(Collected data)

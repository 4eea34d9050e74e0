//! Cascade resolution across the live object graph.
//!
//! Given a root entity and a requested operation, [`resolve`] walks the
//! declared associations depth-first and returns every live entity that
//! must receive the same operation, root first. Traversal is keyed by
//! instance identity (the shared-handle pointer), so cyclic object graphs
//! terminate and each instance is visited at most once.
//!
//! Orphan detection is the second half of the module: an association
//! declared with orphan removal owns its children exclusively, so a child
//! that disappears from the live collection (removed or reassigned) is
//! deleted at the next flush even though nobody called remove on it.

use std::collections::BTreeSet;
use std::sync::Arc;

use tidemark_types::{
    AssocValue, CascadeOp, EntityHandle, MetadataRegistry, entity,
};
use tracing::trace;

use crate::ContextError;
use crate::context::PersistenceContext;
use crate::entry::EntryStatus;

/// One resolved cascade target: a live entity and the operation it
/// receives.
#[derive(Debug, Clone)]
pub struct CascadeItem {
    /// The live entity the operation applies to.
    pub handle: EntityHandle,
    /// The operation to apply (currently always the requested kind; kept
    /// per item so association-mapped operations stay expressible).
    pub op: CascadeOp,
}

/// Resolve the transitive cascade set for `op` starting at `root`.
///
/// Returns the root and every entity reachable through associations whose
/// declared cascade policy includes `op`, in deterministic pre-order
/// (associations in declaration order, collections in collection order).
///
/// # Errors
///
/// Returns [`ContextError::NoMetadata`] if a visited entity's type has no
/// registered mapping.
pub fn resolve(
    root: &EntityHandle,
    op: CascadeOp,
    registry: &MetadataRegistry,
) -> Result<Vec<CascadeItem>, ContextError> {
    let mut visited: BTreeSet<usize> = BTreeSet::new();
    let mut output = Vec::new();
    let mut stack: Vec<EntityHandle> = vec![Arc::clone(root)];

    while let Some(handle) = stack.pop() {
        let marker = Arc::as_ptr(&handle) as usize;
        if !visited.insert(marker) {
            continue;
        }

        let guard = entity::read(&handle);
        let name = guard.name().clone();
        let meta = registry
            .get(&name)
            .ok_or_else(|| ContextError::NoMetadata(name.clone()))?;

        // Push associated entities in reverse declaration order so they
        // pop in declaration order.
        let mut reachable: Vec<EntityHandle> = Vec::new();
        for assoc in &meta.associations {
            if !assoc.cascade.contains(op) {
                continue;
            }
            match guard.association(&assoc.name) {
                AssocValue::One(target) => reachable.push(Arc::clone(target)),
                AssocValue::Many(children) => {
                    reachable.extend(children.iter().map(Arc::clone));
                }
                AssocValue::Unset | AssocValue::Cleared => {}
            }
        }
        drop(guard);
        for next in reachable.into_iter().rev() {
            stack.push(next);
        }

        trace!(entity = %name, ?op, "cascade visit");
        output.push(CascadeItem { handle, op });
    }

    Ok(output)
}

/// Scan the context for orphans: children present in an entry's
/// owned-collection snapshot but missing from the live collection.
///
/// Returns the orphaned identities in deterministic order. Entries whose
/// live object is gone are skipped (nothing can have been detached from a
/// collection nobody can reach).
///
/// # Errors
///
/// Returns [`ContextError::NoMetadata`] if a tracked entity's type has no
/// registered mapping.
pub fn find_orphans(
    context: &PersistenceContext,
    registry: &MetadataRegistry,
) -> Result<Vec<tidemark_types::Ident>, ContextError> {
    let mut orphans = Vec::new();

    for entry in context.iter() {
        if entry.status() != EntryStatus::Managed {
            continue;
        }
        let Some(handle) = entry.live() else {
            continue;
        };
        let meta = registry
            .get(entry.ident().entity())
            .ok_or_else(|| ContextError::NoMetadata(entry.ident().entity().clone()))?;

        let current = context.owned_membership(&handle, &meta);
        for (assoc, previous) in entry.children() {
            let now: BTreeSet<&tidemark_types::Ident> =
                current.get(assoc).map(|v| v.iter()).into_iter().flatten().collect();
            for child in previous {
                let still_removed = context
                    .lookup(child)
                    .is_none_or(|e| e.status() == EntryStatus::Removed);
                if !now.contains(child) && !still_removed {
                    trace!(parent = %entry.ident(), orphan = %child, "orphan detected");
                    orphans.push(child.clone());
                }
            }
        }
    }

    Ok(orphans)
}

* * *

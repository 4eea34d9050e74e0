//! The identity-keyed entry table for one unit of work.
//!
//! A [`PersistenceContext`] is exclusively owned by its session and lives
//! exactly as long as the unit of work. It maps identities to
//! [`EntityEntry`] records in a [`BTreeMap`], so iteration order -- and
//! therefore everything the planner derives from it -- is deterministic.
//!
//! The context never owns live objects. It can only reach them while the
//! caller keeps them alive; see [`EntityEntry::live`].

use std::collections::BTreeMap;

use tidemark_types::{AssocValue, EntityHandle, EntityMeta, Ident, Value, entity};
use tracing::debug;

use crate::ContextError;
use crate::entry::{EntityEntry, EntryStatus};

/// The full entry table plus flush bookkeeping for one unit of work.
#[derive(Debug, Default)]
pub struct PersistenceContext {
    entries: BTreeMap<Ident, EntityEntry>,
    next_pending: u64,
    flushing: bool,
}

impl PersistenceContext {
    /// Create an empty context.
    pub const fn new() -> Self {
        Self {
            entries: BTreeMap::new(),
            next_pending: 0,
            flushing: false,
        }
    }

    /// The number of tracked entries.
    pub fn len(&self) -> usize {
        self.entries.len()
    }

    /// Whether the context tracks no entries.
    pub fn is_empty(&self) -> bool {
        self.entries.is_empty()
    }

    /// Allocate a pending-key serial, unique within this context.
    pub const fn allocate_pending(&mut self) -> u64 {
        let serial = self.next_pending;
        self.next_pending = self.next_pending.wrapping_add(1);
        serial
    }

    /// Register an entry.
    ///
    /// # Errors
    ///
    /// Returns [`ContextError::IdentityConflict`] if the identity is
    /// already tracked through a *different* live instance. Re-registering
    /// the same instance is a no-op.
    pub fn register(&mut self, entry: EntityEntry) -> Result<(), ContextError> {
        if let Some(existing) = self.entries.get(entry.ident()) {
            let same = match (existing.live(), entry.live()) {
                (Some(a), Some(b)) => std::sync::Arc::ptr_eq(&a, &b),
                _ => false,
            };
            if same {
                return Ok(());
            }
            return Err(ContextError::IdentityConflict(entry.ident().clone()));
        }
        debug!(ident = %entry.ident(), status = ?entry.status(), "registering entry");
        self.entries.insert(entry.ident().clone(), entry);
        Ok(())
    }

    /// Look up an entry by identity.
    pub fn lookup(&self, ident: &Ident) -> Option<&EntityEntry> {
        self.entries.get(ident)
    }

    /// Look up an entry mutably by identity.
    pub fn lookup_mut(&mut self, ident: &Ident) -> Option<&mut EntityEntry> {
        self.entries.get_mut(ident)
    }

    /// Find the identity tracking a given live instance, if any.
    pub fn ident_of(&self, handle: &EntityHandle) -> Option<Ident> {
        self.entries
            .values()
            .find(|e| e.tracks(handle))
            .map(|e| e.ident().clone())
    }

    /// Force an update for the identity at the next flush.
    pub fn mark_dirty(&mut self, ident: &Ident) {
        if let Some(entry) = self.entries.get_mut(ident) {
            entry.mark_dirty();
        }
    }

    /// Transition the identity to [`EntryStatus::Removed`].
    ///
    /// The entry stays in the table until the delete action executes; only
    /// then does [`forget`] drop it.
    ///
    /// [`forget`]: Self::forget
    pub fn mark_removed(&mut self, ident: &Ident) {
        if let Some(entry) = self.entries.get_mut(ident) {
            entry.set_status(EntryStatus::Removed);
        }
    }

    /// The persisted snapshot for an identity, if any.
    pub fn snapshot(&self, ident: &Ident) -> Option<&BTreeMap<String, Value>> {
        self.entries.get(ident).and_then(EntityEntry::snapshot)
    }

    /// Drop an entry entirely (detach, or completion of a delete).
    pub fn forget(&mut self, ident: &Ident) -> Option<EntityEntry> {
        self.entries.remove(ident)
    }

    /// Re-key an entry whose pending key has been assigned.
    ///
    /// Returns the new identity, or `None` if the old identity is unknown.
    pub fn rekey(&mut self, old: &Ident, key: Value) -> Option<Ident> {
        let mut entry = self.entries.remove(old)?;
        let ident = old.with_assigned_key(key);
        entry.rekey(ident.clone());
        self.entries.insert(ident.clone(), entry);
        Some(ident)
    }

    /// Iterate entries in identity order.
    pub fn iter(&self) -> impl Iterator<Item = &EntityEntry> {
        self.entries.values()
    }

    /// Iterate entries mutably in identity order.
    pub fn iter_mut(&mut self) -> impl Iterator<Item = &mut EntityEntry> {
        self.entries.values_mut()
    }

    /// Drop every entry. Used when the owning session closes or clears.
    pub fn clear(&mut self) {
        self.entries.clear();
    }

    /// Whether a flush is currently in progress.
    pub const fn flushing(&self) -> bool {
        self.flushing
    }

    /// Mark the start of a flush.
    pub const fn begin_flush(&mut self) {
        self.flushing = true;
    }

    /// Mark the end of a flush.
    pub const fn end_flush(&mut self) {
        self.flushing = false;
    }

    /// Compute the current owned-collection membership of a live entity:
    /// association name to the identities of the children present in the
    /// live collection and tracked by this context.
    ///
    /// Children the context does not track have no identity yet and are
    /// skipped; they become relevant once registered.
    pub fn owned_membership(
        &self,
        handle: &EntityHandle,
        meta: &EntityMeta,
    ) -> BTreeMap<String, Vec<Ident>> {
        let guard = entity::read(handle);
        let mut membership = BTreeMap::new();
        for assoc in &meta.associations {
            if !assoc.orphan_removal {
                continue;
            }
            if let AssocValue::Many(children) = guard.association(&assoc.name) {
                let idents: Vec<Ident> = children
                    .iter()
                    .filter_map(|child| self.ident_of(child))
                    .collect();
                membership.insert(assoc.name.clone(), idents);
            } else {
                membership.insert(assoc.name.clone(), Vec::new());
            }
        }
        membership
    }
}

* * *

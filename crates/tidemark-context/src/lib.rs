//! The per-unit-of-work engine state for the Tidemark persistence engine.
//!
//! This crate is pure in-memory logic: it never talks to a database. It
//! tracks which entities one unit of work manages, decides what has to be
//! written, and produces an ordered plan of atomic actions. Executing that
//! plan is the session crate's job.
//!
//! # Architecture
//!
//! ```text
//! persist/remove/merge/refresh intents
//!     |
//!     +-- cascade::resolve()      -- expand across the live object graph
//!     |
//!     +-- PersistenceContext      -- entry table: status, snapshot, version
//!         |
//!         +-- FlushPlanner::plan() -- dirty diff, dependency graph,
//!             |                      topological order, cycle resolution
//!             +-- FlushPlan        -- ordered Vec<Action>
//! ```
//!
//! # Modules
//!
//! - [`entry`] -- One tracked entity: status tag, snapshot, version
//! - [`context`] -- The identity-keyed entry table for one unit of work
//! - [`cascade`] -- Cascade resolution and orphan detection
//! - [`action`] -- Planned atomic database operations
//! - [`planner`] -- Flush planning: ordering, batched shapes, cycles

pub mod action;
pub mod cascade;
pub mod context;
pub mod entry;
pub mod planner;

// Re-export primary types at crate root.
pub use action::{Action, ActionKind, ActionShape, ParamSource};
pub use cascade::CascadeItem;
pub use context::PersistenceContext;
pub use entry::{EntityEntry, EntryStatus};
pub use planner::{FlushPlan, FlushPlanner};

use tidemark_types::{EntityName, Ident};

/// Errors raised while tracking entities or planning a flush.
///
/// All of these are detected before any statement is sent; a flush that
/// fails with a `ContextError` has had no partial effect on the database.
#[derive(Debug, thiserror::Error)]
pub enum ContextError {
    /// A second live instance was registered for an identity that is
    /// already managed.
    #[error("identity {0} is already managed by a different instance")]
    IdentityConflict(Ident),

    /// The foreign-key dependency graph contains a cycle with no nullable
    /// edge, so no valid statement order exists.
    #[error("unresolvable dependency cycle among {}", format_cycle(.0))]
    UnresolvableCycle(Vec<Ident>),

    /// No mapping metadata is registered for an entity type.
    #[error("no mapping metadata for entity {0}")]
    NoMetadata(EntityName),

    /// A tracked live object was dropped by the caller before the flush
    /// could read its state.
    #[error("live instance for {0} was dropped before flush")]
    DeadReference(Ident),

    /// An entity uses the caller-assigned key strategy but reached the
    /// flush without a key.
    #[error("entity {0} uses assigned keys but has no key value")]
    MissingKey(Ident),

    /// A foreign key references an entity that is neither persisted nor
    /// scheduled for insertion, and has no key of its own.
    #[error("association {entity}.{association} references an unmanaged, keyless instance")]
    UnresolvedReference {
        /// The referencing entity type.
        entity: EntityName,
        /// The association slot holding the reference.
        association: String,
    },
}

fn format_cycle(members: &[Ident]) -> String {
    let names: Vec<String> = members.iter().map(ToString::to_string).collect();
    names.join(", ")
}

> **PROBLEM TO WORK ON**
How many lines in the entries above include the string "IdentityConflict"? Please answer with that number and nothing more.

> **ANSWER TO THIS TASK**
3